//! Analysis tables: the read-only vocabularies every pipeline stage consults.
//!
//! Built-in defaults live in `defaults.rs`. A deployment may replace any of them
//! with a TOML file (`ANALYSIS_TABLES_PATH`); missing keys keep their defaults.
//! `validate` runs once at startup so a malformed table stops the process
//! instead of failing individual analyses.

use std::path::Path;

use serde::{Deserialize, Serialize};
use thiserror::Error;
use tracing::info;

mod defaults;

#[derive(Debug, Error)]
pub enum TablesError {
    #[error("Table '{0}' is empty")]
    Empty(&'static str),

    #[error("Table '{table}' contains a blank entry")]
    BlankEntry { table: &'static str },

    #[error("Career field '{0}' lists no skills")]
    FieldWithoutSkills(String),

    #[error("Default course field '{0}' is missing or has no courses")]
    MissingDefaultCourses(String),

    #[error("Failed to read tables file '{path}': {source}")]
    Io {
        path: String,
        #[source]
        source: std::io::Error,
    },

    #[error("Invalid tables file: {0}")]
    Parse(#[from] toml::de::Error),
}

/// A career field with its representative skills and course list.
#[derive(Debug, Clone, PartialEq, Serialize, Deserialize)]
pub struct CareerField {
    pub name: String,
    pub skills: Vec<String>,
    pub courses: Vec<String>,
}

#[derive(Debug, Clone, PartialEq, Serialize, Deserialize)]
#[serde(default)]
pub struct AnalysisTables {
    /// Skill gazetteer, matched as whole phrases.
    pub skills: Vec<String>,
    /// Degree keywords; their presence makes a sentence an education sentence.
    pub education_keywords: Vec<String>,
    pub experience_triggers: Vec<String>,
    pub project_triggers: Vec<String>,
    pub institution_keywords: Vec<String>,
    pub known_skills: Vec<String>,
    pub fields: Vec<CareerField>,
    /// Returned when no field overlaps the detected skills.
    pub default_field: String,
    /// Field whose courses are served for fields without their own list.
    pub default_course_field: String,
}

impl Default for AnalysisTables {
    fn default() -> Self {
        Self::builtin()
    }
}

impl AnalysisTables {
    pub fn builtin() -> Self {
        Self {
            skills: owned(defaults::SKILLS),
            education_keywords: owned(defaults::EDUCATION_KEYWORDS),
            experience_triggers: owned(defaults::EXPERIENCE_TRIGGERS),
            project_triggers: owned(defaults::PROJECT_TRIGGERS),
            institution_keywords: owned(defaults::INSTITUTION_KEYWORDS),
            known_skills: owned(defaults::KNOWN_SKILLS),
            fields: defaults::FIELDS
                .iter()
                .map(|(name, skills, courses)| CareerField {
                    name: name.to_string(),
                    skills: owned(skills),
                    courses: owned(courses),
                })
                .collect(),
            default_field: defaults::DEFAULT_FIELD.to_string(),
            default_course_field: defaults::DEFAULT_COURSE_FIELD.to_string(),
        }
    }

    /// Loads the built-in tables, or the TOML override at `path`, and validates them.
    pub fn load(path: Option<&Path>) -> Result<Self, TablesError> {
        let tables = match path {
            Some(path) => {
                let raw = std::fs::read_to_string(path).map_err(|source| TablesError::Io {
                    path: path.display().to_string(),
                    source,
                })?;
                info!("Loading analysis tables from {}", path.display());
                Self::from_toml(&raw)?
            }
            None => Self::builtin(),
        };
        tables.validate()?;
        Ok(tables)
    }

    pub fn from_toml(raw: &str) -> Result<Self, TablesError> {
        Ok(toml::from_str(raw)?)
    }

    pub fn validate(&self) -> Result<(), TablesError> {
        check_list("skills", &self.skills)?;
        check_list("education_keywords", &self.education_keywords)?;
        check_list("experience_triggers", &self.experience_triggers)?;
        check_list("project_triggers", &self.project_triggers)?;
        check_list("institution_keywords", &self.institution_keywords)?;
        check_list("known_skills", &self.known_skills)?;

        if self.fields.is_empty() {
            return Err(TablesError::Empty("fields"));
        }
        for field in &self.fields {
            if field.name.trim().is_empty() {
                return Err(TablesError::BlankEntry { table: "fields" });
            }
            if field.skills.is_empty() {
                return Err(TablesError::FieldWithoutSkills(field.name.clone()));
            }
            check_list("fields.skills", &field.skills)?;
            if field.courses.iter().any(|c| c.trim().is_empty()) {
                return Err(TablesError::BlankEntry {
                    table: "fields.courses",
                });
            }
        }

        if self.default_field.trim().is_empty() {
            return Err(TablesError::BlankEntry {
                table: "default_field",
            });
        }
        match self.field(&self.default_course_field) {
            Some(field) if !field.courses.is_empty() => Ok(()),
            _ => Err(TablesError::MissingDefaultCourses(
                self.default_course_field.clone(),
            )),
        }
    }

    pub fn field(&self, name: &str) -> Option<&CareerField> {
        self.fields.iter().find(|f| f.name == name)
    }
}

fn owned(items: &[&str]) -> Vec<String> {
    items.iter().map(|s| s.to_string()).collect()
}

fn check_list(table: &'static str, items: &[String]) -> Result<(), TablesError> {
    if items.is_empty() {
        return Err(TablesError::Empty(table));
    }
    if items.iter().any(|s| s.trim().is_empty()) {
        return Err(TablesError::BlankEntry { table });
    }
    Ok(())
}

==============================

TASK REQUIREMENTS:
Using the listing above, report each line that mentions the word "FieldWithoutSkills".

RESULT FOR THIS TASK:
    FieldWithoutSkills(String),
                return Err(TablesError::FieldWithoutSkills(field.name.clone()));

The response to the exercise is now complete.